** Opening SOURCE DATA block **

// SPDX-License-Identifier: PMPL-1.0-or-later
//! a11y-heuristics CLI

use a11y_heuristics::analyzers;
use a11y_heuristics::checks::{self, Check};
use a11y_heuristics::config::{self, Config};
use a11y_heuristics::report::{generate_report, OutputFormat};
use a11y_heuristics::scanner;
use anyhow::Context;
use clap::{Args, Parser, Subcommand, ValueEnum};
use std::io::Read;
use std::path::{Path, PathBuf};
use tracing_subscriber::EnvFilter;

/// Heuristic accessibility checks for markup
#[derive(Parser)]
#[command(name = "a11y-heuristics")]
#[command(version, about, long_about = None)]
struct Cli {
    #[command(flatten)]
    global: GlobalArgs,

    #[command(subcommand)]
    command: Commands,
}

#[derive(Args)]
struct GlobalArgs {
    /// Configuration file (defaults apply if it does not exist)
    #[arg(long, global = true)]
    config: Option<PathBuf>,

    /// Enable verbose logging
    #[arg(long, short, global = true)]
    verbose: bool,
}

#[derive(Subcommand)]
enum Commands {
    /// Run all enabled checks on a directory
    Check {
        /// Directory to scan
        dir: PathBuf,

        /// Output format
        #[arg(long, default_value = "text")]
        format: FormatArg,

        /// Output file (stdout if not specified)
        #[arg(long)]
        output: Option<PathBuf>,
    },

    /// Analyze a single file
    Analyze {
        /// File to analyze
        file: PathBuf,

        /// Output format
        #[arg(long, default_value = "text")]
        format: FormatArg,
    },

    /// Print the pass/fail verdict of each check for a fragment
    Verdict {
        /// File holding the fragment, or `-` for stdin
        input: PathBuf,

        /// Only run these checks (repeatable)
        #[arg(long = "only", value_parser = parse_check)]
        only: Vec<Check>,

        /// Print verdicts as JSON
        #[arg(long)]
        json: bool,
    },

    /// Generate a SARIF report for a directory
    Report {
        /// Directory to scan
        dir: PathBuf,

        /// Output file (stdout if not specified)
        #[arg(long)]
        output: Option<PathBuf>,
    },

    /// List the available checks
    Checks,

    /// Write the default configuration file
    InitConfig {
        /// Destination (defaults to .a11y-heuristics.toml)
        path: Option<PathBuf>,

        /// Overwrite an existing file
        #[arg(long)]
        force: bool,
    },
}

/// Output format CLI argument
#[derive(Debug, Clone, Copy, ValueEnum)]
enum FormatArg {
    /// Human-readable text
    Text,
    /// Structured JSON
    Json,
    /// SARIF for IDE/CI
    Sarif,
}

impl From<FormatArg> for OutputFormat {
    fn from(arg: FormatArg) -> Self {
        match arg {
            FormatArg::Text => OutputFormat::Text,
            FormatArg::Json => OutputFormat::Json,
            FormatArg::Sarif => OutputFormat::Sarif,
        }
    }
}

fn parse_check(s: &str) -> Result<Check, String> {
    s.parse()
}

fn init_logging(verbose: bool) {
    let filter = if verbose {
        EnvFilter::new("a11y_heuristics=debug")
    } else {
        EnvFilter::new("a11y_heuristics=warn")
    };

    tracing_subscriber::fmt()
        .with_env_filter(filter)
        .with_target(false)
        .with_writer(std::io::stderr)
        .init();
}

fn load_config(path: Option<&Path>) -> anyhow::Result<Config> {
    let path = path.map(Path::to_path_buf).unwrap_or_else(config::default_config_path);
    config::load_config(&path).with_context(|| format!("loading {}", path.display()))
}

fn main() -> anyhow::Result<()> {
    let cli = Cli::parse();
    init_logging(cli.global.verbose);

    match cli.command {
        Commands::Check { dir, format, output } => {
            let config = load_config(cli.global.config.as_deref())?;
            let findings = scanner::scan_directory(&dir, &config)?;
            let report = generate_report(&findings, format.into())?;
            write_output(&report, output.as_deref())?;

            if findings.has_errors() {
                std::process::exit(1);
            }
        }

        Commands::Analyze { file, format } => {
            let config = load_config(cli.global.config.as_deref())?;
            let findings = scanner::scan_file(&file, &config)
                .with_context(|| format!("analyzing {}", file.display()))?;
            println!("{}", generate_report(&findings, format.into())?);

            if findings.has_errors() {
                std::process::exit(1);
            }
        }

        Commands::Verdict { input, only, json } => {
            let html = read_input(&input)?;
            let selected = if only.is_empty() { Check::ALL.to_vec() } else { only };
            let verdicts: Vec<(Check, bool)> = selected
                .into_iter()
                .map(|c| (c, checks::check(c, &html)))
                .collect();

            if json {
                let map: serde_json::Map<String, serde_json::Value> = verdicts
                    .iter()
                    .map(|(c, ok)| (c.to_string(), serde_json::Value::Bool(*ok)))
                    .collect();
                println!("{}", serde_json::to_string_pretty(&map)?);
            } else {
                for (check, ok) in &verdicts {
                    println!("{:<18} {}", check, if *ok { "PASS" } else { "FAIL" });
                }
            }

            if verdicts.iter().any(|(_, ok)| !ok) {
                std::process::exit(1);
            }
        }

        Commands::Report { dir, output } => {
            let config = load_config(cli.global.config.as_deref())?;
            let findings = scanner::scan_directory(&dir, &config)?;
            let report = generate_report(&findings, OutputFormat::Sarif)?;
            write_output(&report, output.as_deref())?;
        }

        Commands::Checks => {
            let config = load_config(cli.global.config.as_deref())?;
            for analyzer in analyzers::all_analyzers() {
                let state = if config.is_enabled(analyzer.check()) { "on" } else { "off" };
                println!("{:<18} {:<4} {}", analyzer.check(), state, analyzer.description());
            }
        }

        Commands::InitConfig { path, force } => {
            let path = path.unwrap_or_else(config::default_config_path);
            if path.exists() && !force {
                anyhow::bail!("{} already exists (use --force to overwrite)", path.display());
            }
            config::write_default_config(&path)?;
            eprintln!("Configuration written to {}", path.display());
        }
    }

    Ok(())
}

/// Read a fragment from a file, or stdin for `-`
fn read_input(input: &Path) -> anyhow::Result<String> {
    if input == Path::new("-") {
        let mut buf = String::new();
        std::io::stdin().read_to_string(&mut buf).context("reading stdin")?;
        Ok(buf)
    } else {
        std::fs::read_to_string(input).with_context(|| format!("reading {}", input.display()))
    }
}

/// Write output to file or stdout
fn write_output(content: &str, path: Option<&Path>) -> anyhow::Result<()> {
    match path {
        Some(p) => {
            std::fs::write(p, content)?;
            eprintln!("Report written to {}", p.display());
        }
        None => {
            println!("{}", content);
        }
    }
    Ok(())
}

** Closing SOURCE DATA block **

= YOUR GOAL =
Search the data above for the word "exists", then gather each line in which it appears.

= SOLUTION FOR THIS TASK =
            if path.exists() && !force {
                anyhow::bail!("{} already exists (use --force to overwrite)", path.display());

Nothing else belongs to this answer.